Он тут же и засопел, да так сладко, словно спал в собственной постели, а не валялся здесь, в траве, связанным, под присмотром костровой стражи.
А Лешке долго не
Лешка и не заметил, как провалился в сон, а когда проснулся…
Когда проснулся, в глаза било низкое вечернее солнце, а откуда-то сверху доносилась музыка. Парень прислушался:
Тот садовник, что живет у леса,
У него ведь сад такой чудесный…
Ха! «Король и Шут»! Родные! Вскочив на ноги – оказывается, он уснул на полянке, под раскидистою березой, а старый магнитофон – кассетник как раз висел на ветке, играл:
Ты пойди, пойди, братец в сад чужой,
Набери цветов, принеси домой…
Ой, как здорово-то!
Где-то рядом вдруг заревел трактор. Лешка вырубил магнитофон, прислушался… Гусеничный! Юноша рванулся на треск двигателя, побежал не разбирая дороги, лишь старался не наступить на валявшиеся повсюду бутылочные осколки. Увидав вынырнувший из ельника радостно-оранжевый ДТ-75Д, заорал что есть мочи, замахал руками:
– Я здесь, дядя Ваня, я здесь!
За трактором к болотине подъехал молоковоз с желтой цистерной, вылезший из кабины водитель – рыжий Николай – принялся о чем-то болтать с Иваничевым и слесарями. Те, видать, тоже приехали на тракторе, и как только поместились в кабине?
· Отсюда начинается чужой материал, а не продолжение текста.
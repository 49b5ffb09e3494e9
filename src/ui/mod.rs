/// UI module exports

pub mod app;
pub mod components;
pub mod form;
pub mod results;
/// Thread summary data and the plain-text renderings used by the
/// copy / download / report actions.
use serde::{Deserialize, Serialize};
use url::Url;

/// Summary of one thread, as returned by the summarize endpoint.
#[derive(Debug, Clone, Serialize, Deserialize, PartialEq)]
pub struct ThreadSummary {
    pub author: String,
    pub tweet_count: usize,
    /// URL of the thread the summary was generated from. The endpoint
    /// keys this as `original_url`.
    #[serde(rename = "original_url")]
    pub source_url: String,
    pub bullet_points: Vec<String>,
}

impl ThreadSummary {
    /// A single numbered point, as placed on the clipboard by "copy point".
    pub fn point_line(&self, index: usize) -> Option<String> {
        self.bullet_points
            .get(index)
            .map(|text| format!("{}. {}", index + 1, text))
    }

    /// Full summary text for the "copy all" action.
    pub fn clipboard_text(&self, page_url: &str) -> String {
        let mut text = format!(
            "Thread Summary by {} ({} tweets)\n\n",
            self.author, self.tweet_count
        );

        for (index, point) in self.bullet_points.iter().enumerate() {
            text.push_str(&format!("{}. {}\n\n", index + 1, point));
        }

        text.push_str(&format!("Generated by ThreadCraft - {}", page_url));
        text
    }

    /// Plain-text document for the download action. Section headers are
    /// part of the file format and must stay as-is.
    pub fn download_text(&self, generated_on: &str, origin: &str) -> String {
        let mut content = format!("Thread Summary\n{}\n\n", "=".repeat(50));
        content.push_str(&format!("Author: {}\n", self.author));
        content.push_str(&format!("Tweet Count: {}\n", self.tweet_count));
        content.push_str(&format!("Original URL: {}\n", self.source_url));
        content.push_str(&format!("Generated: {}\n\n", generated_on));
        content.push_str(&format!("Summary:\n{}\n\n", "-".repeat(20)));

        for (index, point) in self.bullet_points.iter().enumerate() {
            content.push_str(&format!("{}. {}\n\n", index + 1, point));
        }

        content.push_str(&format!("\n{}\n", "=".repeat(50)));
        content.push_str("Generated by ThreadCraft - AI-Powered Thread Summarizer\n");
        content.push_str(&format!("{}\n", origin));
        content
    }

    /// File name for the downloaded summary.
    pub fn download_file_name(&self, timestamp_ms: i64) -> String {
        format!("thread-summary-{}-{}.txt", self.author, timestamp_ms)
    }
}

/// Envelope of the summarize endpoint's JSON response.
#[derive(Debug, Clone, Serialize, Deserialize, PartialEq)]
pub struct SummaryResponse {
    pub success: bool,
    #[serde(default)]
    pub summary: Option<ThreadSummary>,
    #[serde(default)]
    pub error: Option<String>,
    #[serde(default)]
    pub processing_time: Option<f64>,
}

const ISSUE_TRACKER_URL: &str = "https://github.com/your-repo/threadcraft/issues/new";

/// Build the prefilled GitHub issue URL for the report-issue action.
pub fn issue_report_url(
    thread_url: &str,
    error_message: &str,
    user_agent: &str,
    timestamp: &str,
) -> String {
    let thread_url = if thread_url.is_empty() {
        "No URL provided"
    } else {
        thread_url
    };
    let error_message = if error_message.is_empty() {
        "Unknown error"
    } else {
        error_message
    };

    let body = format!(
        "**Error Report**\n\n\
         **URL:** {thread_url}\n\
         **Error:** {error_message}\n\
         **Browser:** {user_agent}\n\
         **Timestamp:** {timestamp}\n\n\
         **Additional Details:**\n(Please describe what you were trying to do)"
    );

    // ISSUE_TRACKER_URL is a constant and always parses
    let mut url = Url::parse(ISSUE_TRACKER_URL).expect("issue tracker URL is well-formed");
    url.query_pairs_mut()
        .append_pair("title", "Thread Processing Error")
        .append_pair("body", &body);
    url.to_string()
}

#[cfg(test)]
mod tests {
    use super::*;

    fn sample_summary() -> ThreadSummary {
        ThreadSummary {
            author: "rustlang".to_string(),
            tweet_count: 7,
            source_url: "https://x.com/rustlang/status/123".to_string(),
            bullet_points: vec![
                "Borrowing rules prevent data races.".to_string(),
                "Lifetimes are mostly inferred.".to_string(),
            ],
        }
    }

    #[test]
    fn test_point_line() {
        let summary = sample_summary();
        assert_eq!(
            summary.point_line(0),
            Some("1. Borrowing rules prevent data races.".to_string())
        );
        assert_eq!(
            summary.point_line(1),
            Some("2. Lifetimes are mostly inferred.".to_string())
        );
        assert_eq!(summary.point_line(2), None);
    }

    #[test]
    fn test_clipboard_text() {
        let summary = sample_summary();
        let text = summary.clipboard_text("https://threadcraft.example/result");

        assert!(text.starts_with("Thread Summary by rustlang (7 tweets)\n\n"));
        assert!(text.contains("1. Borrowing rules prevent data races.\n\n"));
        assert!(text.contains("2. Lifetimes are mostly inferred.\n\n"));
        assert!(text.ends_with("Generated by ThreadCraft - https://threadcraft.example/result"));
    }

    #[test]
    fn test_download_text_sections() {
        let summary = sample_summary();
        let text = summary.download_text("2026-08-25", "https://threadcraft.example");

        assert!(text.starts_with(&format!("Thread Summary\n{}\n\n", "=".repeat(50))));
        assert!(text.contains("Author: rustlang\n"));
        assert!(text.contains("Tweet Count: 7\n"));
        assert!(text.contains("Original URL: https://x.com/rustlang/status/123\n"));
        assert!(text.contains("Generated: 2026-08-25\n"));
        assert!(text.contains(&format!("Summary:\n{}\n\n", "-".repeat(20))));
        assert!(text.contains("1. Borrowing rules prevent data races.\n\n"));
        assert!(text.contains("Generated by ThreadCraft - AI-Powered Thread Summarizer\n"));
        assert!(text.ends_with("https://threadcraft.example\n"));
    }

    #[test]
    fn test_download_file_name() {
        let summary = sample_summary();
        assert_eq!(
            summary.download_file_name(1700000000000),
            "thread-summary-rustlang-1700000000000.txt"
        );
    }

    #[test]
    fn test_summary_response_deserialization() {
        let json = r#"{
            "success": true,
            "summary": {
                "author": "rustlang",
                "tweet_count": 7,
                "original_url": "https://x.com/rustlang/status/123",
                "bullet_points": ["a", "b"]
            },
            "processing_time": 4.2
        }"#;

        let response: SummaryResponse = serde_json::from_str(json).unwrap();
        assert!(response.success);
        assert_eq!(response.summary.unwrap().bullet_points.len(), 2);
        assert_eq!(response.error, None);
    }

    #[test]
    fn test_summary_response_matches_endpoint_shape() {
        // Exact shape the summarize endpoint produces on success,
        // including the extra per-summary timing key we ignore
        let json = r#"{
            "success": true,
            "summary": {
                "bullet_points": ["a", "b", "c"],
                "author": "rustlang",
                "tweet_count": 9,
                "original_url": "https://x.com/rustlang/status/123",
                "processing_time_seconds": 4.21
            },
            "processing_time": 4.21
        }"#;

        let response: SummaryResponse = serde_json::from_str(json).unwrap();
        let summary = response.summary.unwrap();
        assert_eq!(summary.source_url, "https://x.com/rustlang/status/123");
        assert_eq!(summary.tweet_count, 9);
        assert_eq!(summary.bullet_points.len(), 3);
    }

    #[test]
    fn test_summary_response_error_case() {
        let json = r#"{"success": false, "error": "Failed to scrape thread"}"#;
        let response: SummaryResponse = serde_json::from_str(json).unwrap();
        assert!(!response.success);
        assert_eq!(response.summary, None);
        assert_eq!(response.error, Some("Failed to scrape thread".to_string()));
    }

    #[test]
    fn test_issue_report_url() {
        let url = issue_report_url(
            "https://x.com/user/status/1",
            "Scrape failed",
            "TestBrowser/1.0",
            "2026-08-25T12:00:00Z",
        );

        assert!(url.starts_with("https://github.com/your-repo/threadcraft/issues/new?"));
        assert!(url.contains("title=Thread+Processing+Error"));
        assert!(url.contains("Scrape+failed"));
        assert!(url.contains("TestBrowser%2F1.0"));
    }

    #[test]
    fn test_issue_report_url_placeholders() {
        let url = issue_report_url("", "", "TestBrowser/1.0", "now");
        assert!(url.contains("No+URL+provided"));
        assert!(url.contains("Unknown+error"));
    }
}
– О, Леха! – Иваничев обрадовано потер здоровенные свои ладони. – Водки купил?
– Да я это, – Лешка замялся. – Спирт только.
– Ну, давай сюда свой спирт, – махнул рукой тракторист. – Пить будем!
Лешка поспешно вытащил из рюкзачка бутыль и несмело спросил:
– А трактор как же?
– Какой еще трактор?
– Ну, мой, «Беларусь», что в болотине-то засел.
– А! Так мы его уже вытащили. Груженым «Камазом».
– Здорово! – восхитился Лешка.
Как же он сразу-то не заметил, что никакого трактора на болоте нет! Ну, точно, вытащили.
– А где ж он есть-то?
– А Вовка, мелкий такой пацан тут ошивался, сказал, что в Касимовку его отгонит. Сказал, что ты разрешил.
– Разрешил? Вовке? А он… – Лешка замялся. – Он как, нормальный?
– Да вроде, не дурак! – разом загоготали слесарюги и тракторист Иваничев. – Да во-он, твой Вовка.
Лешка обернулся и в самом деле увидал Вовку – загорелого, в зеленых шортах, живого, здорового и веселого.
– Леш, – сверкая глазами, закричал он. – А я трактор-то в реке утопил. Еле-еле успел выскочить.